Segment Start: Excerpted records

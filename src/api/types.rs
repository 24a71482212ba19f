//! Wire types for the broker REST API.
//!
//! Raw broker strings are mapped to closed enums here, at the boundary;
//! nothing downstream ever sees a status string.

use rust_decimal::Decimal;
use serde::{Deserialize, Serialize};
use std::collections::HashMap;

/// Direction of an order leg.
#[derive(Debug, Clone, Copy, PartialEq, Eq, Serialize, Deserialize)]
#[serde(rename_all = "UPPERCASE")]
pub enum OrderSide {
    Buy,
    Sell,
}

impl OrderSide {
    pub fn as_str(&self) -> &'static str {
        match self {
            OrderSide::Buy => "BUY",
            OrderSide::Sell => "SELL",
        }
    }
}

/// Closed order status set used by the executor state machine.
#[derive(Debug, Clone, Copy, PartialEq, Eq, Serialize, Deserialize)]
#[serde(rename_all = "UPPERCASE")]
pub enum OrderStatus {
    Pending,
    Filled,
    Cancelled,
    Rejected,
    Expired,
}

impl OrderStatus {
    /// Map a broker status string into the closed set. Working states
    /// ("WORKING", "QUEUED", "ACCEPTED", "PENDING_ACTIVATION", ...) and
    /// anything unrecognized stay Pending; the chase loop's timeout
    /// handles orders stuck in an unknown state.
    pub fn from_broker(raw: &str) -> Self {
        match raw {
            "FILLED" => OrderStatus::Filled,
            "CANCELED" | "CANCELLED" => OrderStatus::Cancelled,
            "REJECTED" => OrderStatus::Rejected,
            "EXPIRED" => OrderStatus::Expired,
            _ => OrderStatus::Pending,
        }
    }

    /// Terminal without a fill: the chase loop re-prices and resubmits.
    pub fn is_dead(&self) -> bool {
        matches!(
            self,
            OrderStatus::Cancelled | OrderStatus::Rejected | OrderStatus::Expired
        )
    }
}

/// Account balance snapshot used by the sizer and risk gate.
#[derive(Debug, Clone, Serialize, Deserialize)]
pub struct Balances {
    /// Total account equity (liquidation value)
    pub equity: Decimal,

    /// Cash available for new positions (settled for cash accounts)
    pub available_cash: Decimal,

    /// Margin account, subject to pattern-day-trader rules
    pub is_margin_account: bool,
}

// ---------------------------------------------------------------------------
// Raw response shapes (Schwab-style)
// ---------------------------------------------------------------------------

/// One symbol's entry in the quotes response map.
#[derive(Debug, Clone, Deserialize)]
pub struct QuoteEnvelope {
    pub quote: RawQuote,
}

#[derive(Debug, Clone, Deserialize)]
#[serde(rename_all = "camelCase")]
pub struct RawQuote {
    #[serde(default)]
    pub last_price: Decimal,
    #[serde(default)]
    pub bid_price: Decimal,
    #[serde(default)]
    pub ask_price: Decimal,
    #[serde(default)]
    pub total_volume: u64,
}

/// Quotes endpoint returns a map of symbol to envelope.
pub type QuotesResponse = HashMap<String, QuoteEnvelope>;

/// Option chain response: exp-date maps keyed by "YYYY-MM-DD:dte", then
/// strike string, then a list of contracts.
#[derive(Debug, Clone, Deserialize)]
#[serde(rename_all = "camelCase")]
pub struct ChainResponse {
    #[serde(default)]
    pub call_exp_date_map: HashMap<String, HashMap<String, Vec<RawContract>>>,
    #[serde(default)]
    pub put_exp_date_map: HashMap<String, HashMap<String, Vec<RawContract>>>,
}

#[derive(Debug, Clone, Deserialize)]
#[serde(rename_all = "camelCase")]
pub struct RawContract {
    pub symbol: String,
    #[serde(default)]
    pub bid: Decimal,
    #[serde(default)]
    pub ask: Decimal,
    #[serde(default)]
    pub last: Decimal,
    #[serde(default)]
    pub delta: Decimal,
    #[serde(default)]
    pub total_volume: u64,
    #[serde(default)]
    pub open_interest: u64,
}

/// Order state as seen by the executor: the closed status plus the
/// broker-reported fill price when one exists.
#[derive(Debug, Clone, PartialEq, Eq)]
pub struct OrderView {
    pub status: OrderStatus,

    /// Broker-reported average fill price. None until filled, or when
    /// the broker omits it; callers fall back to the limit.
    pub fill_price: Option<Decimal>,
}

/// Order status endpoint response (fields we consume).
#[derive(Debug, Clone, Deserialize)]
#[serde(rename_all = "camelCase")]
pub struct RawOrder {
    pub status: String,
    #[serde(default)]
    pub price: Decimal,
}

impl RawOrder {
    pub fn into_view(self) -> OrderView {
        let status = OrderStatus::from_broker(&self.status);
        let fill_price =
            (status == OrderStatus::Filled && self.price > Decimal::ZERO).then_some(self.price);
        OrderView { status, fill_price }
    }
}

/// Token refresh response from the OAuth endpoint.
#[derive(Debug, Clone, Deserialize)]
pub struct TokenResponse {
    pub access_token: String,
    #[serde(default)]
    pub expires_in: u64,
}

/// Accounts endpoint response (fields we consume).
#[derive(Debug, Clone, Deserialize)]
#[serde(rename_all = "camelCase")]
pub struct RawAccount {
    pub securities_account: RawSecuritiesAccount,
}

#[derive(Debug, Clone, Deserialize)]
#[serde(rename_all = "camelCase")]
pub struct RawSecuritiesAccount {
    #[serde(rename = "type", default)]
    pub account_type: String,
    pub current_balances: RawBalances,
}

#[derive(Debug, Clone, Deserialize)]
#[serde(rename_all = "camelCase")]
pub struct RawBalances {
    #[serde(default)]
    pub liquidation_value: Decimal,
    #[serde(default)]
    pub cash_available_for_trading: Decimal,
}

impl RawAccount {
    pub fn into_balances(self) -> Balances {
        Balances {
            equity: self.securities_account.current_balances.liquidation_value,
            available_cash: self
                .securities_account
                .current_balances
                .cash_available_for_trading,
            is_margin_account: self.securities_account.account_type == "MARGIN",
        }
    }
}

Segment End: Excerpted records

= The task =
Every line of the entries that includes "OrderSide" must be copied into the answer.

= Final answer =
pub enum OrderSide {
impl OrderSide {
            OrderSide::Buy => "BUY",
            OrderSide::Sell => "SELL",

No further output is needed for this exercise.